In our environment, information security advises on projects. When we note an insecurity, we bring it to the developer's attention and help figure out more secure alternatives. If the developer wishes to push an insecure solution, they need to get management to assume the risk presented.
This process does a few amazing things. The first thing is it makes security a part of everyone's interest - not just the information security department. The developer has to honestly look at the situation and create a strong enough business case to justify the risk to the manager assuming that risk. The management (in CYA mode) is going to look at this business case very closely before accepting it. If the risk is justified, it gets accepted. If not, the developer is forced to seek out a more secure method and security isn't the Bad Guy impeding progress.
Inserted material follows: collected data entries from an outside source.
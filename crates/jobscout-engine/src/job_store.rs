//! Deduplicated, insertion-ordered set of discovered jobs.

use std::collections::HashSet;

use chrono::{DateTime, Utc};
use jobscout_core::{JobCard, JobRecord};
use serde::{Deserialize, Serialize};
use uuid::Uuid;

/// Jobs discovered during one sweep, all stamped with the sweep's start time.
#[derive(Debug, Clone)]
pub struct SweepBatch {
    sweep_id: Uuid,
    stamped_at: DateTime<Utc>,
    records: Vec<JobRecord>,
    ids: HashSet<String>,
}

impl SweepBatch {
    #[must_use]
    pub fn new(stamped_at: DateTime<Utc>) -> Self {
        Self {
            sweep_id: Uuid::new_v4(),
            stamped_at,
            records: Vec::new(),
            ids: HashSet::new(),
        }
    }

    /// Adds the cards whose ids are neither `known` nor already in the batch.
    /// Returns how many were added.
    pub fn extend_new<F>(&mut self, cards: Vec<JobCard>, known: F) -> usize
    where
        F: Fn(&str) -> bool,
    {
        let mut added = 0;
        for card in cards {
            if known(&card.job_id) || self.ids.contains(&card.job_id) {
                continue;
            }
            self.ids.insert(card.job_id.clone());
            self.records
                .push(JobRecord::from_card(card, self.stamped_at));
            added += 1;
        }
        added
    }

    #[must_use]
    pub fn sweep_id(&self) -> Uuid {
        self.sweep_id
    }

    #[must_use]
    pub fn stamped_at(&self) -> DateTime<Utc> {
        self.stamped_at
    }

    #[must_use]
    pub fn len(&self) -> usize {
        self.records.len()
    }

    #[must_use]
    pub fn is_empty(&self) -> bool {
        self.records.is_empty()
    }

    #[must_use]
    pub fn records(&self) -> &[JobRecord] {
        &self.records
    }

    #[must_use]
    pub fn into_records(self) -> Vec<JobRecord> {
        self.records
    }
}

/// One entry of the "new jobs" audit log: the records a single sweep added.
#[derive(Debug, Clone, PartialEq, Eq, Serialize, Deserialize)]
pub struct AuditEntry {
    pub sweep_id: Uuid,
    pub time: DateTime<Utc>,
    pub new: Vec<JobRecord>,
}

/// Append-only job collection keyed by `job_id`. First-seen wins: a record
/// whose id is already known is never replaced.
#[derive(Debug, Clone, Default)]
pub struct JobStore {
    records: Vec<JobRecord>,
    known: HashSet<String>,
}

impl JobStore {
    /// Rebuilds a store from persisted records, dropping later duplicates.
    #[must_use]
    pub fn from_records(records: Vec<JobRecord>) -> Self {
        let mut store = Self::default();
        for record in records {
            store.insert(record);
        }
        store
    }

    #[must_use]
    pub fn contains(&self, job_id: &str) -> bool {
        self.known.contains(job_id)
    }

    /// Inserts `record` unless its id is known. Returns whether it was inserted.
    pub fn insert(&mut self, record: JobRecord) -> bool {
        if !self.known.insert(record.job_id.clone()) {
            return false;
        }
        self.records.push(record);
        true
    }

    /// Merges a sweep batch, returning the number of records inserted.
    /// Re-merging an already merged batch inserts nothing.
    pub fn merge(&mut self, batch: SweepBatch) -> usize {
        self.merge_records(batch.into_records()).len()
    }

    /// Merges records and returns the ones that were actually new.
    pub fn merge_records(&mut self, records: Vec<JobRecord>) -> Vec<JobRecord> {
        records
            .into_iter()
            .filter(|r| self.insert(r.clone()))
            .collect()
    }

    #[must_use]
    pub fn len(&self) -> usize {
        self.records.len()
    }

    #[must_use]
    pub fn is_empty(&self) -> bool {
        self.records.is_empty()
    }

    /// Records in insertion order.
    #[must_use]
    pub fn records(&self) -> &[JobRecord] {
        &self.records
    }

    /// Number of stored jobs per city, largest first. Jobs without a city
    /// count under `"Unknown"`.
    #[must_use]
    pub fn counts_by_city(&self) -> Vec<(String, usize)> {
        let mut counts: std::collections::HashMap<&str, usize> = std::collections::HashMap::new();
        for record in &self.records {
            *counts
                .entry(record.city.as_deref().unwrap_or("Unknown"))
                .or_default() += 1;
        }
        let mut out: Vec<(String, usize)> = counts
            .into_iter()
            .map(|(city, n)| (city.to_owned(), n))
            .collect();
        out.sort_by(|a, b| b.1.cmp(&a.1).then_with(|| a.0.cmp(&b.0)));
        out
    }
}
The only caveat to this is the company's culture. Accountability and a reasonable understanding of a risk's scope is required. Some insecure, but acceptable, decissions will pass (read: risk management). Its crucial that information security's recommendations are well laid out, understood, and valued by management. Alas, that's not always the case.
As Schneier points out at one point in the book, the real problem is commitment to security. The odd high-profile Web site defacement or DB-of-card-numbers theft gets security onto the agenda inside companies, and the edict comes from the business to "guarantee security, whatever the cost" as the usual ill-informed media tsunami breaks all over the Web.
But there is always the assumption that "cost" means a dollar (pound, mark, whatever) figure. It certainly costs money to do it right, but the real cost is in changing working practices, restricting timescales, guaranteeing proper code audits before deployment and so on. These are the costs that the business is rarely -- if ever -- willing to bear for more than a few fleeting moments. The day you walk into the Big New Project meeting and say "We can't deliver this on time because we need to do a security audit" is the day security gets ignored once more.
And the real motto? It's tough to be on the technical end, because even if your advice is ignored, you can bet your head is on the line for the mistakes.